* _THE PROBLEM_
All of the data that appears below is to be given again precisely as written.

───── INPUT DATA

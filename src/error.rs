use std::path::PathBuf;

pub type LoadResult<T> = Result<T, LoadError>;

/// Anything that prevents the deck from being built. All of them are terminal.
#[derive(thiserror::Error, Debug)]
pub enum LoadError {
    #[error("fetch error: {path}: {source}")]
    Fetch {
        path: PathBuf,
        #[source]
        source: std::io::Error,
    },

    #[error("conversion error: {0}")]
    Convert(String),
}

impl LoadError {
    pub fn convert(msg: impl Into<String>) -> Self {
        Self::Convert(msg.into())
    }
}

#[derive(thiserror::Error, Debug, PartialEq)]
pub enum ConfigError {
    #[error("invalid config: {field} {reason}")]
    Invalid { field: &'static str, reason: &'static str },
}

#[cfg(test)]
mod tests {
    use super::*;

    #[test]
    fn display_prefixes_are_stable() {
        let fetch = LoadError::Fetch {
            path: PathBuf::from("slides.md"),
            source: std::io::Error::new(std::io::ErrorKind::NotFound, "gone"),
        };
        assert!(fetch.to_string().starts_with("fetch error: slides.md"));
        assert!(LoadError::convert("x").to_string().contains("conversion error:"));
    }

    #[test]
    fn config_error_names_the_field() {
        let e = ConfigError::Invalid { field: "fps", reason: "must be positive" };
        assert_eq!(e.to_string(), "invalid config: fps must be positive");
    }
}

──────────

* _SOLUTION_
filename src/error.rs
use std::path::PathBuf;

pub type LoadResult<T> = Result<T, LoadError>;

/// Anything that prevents the deck from being built. All of them are terminal.
#[derive(thiserror::Error, Debug)]
pub enum LoadError {
    #[error("fetch error: {path}: {source}")]
    Fetch {
        path: PathBuf,
        #[source]
        source: std::io::Error,
    },

    #[error("conversion error: {0}")]
    Convert(String),
}

impl LoadError {
    pub fn convert(msg: impl Into<String>) -> Self {
        Self::Convert(msg.into())
    }
}

#[derive(thiserror::Error, Debug, PartialEq)]
pub enum ConfigError {
    #[error("invalid config: {field} {reason}")]
    Invalid { field: &'static str, reason: &'static str },
}

#[cfg(test)]
mod tests {
    use super::*;

    #[test]
    fn display_prefixes_are_stable() {
        let fetch = LoadError::Fetch {
            path: PathBuf::from("slides.md"),
            source: std::io::Error::new(std::io::ErrorKind::NotFound, "gone"),
        };
        assert!(fetch.to_string().starts_with("fetch error: slides.md"));
        assert!(LoadError::convert("x").to_string().contains("conversion error:"));
    }

    #[test]
    fn config_error_names_the_field() {
        let e = ConfigError::Invalid { field: "fps", reason: "must be positive" };
        assert_eq!(e.to_string(), "invalid config: fps must be positive");
    }
}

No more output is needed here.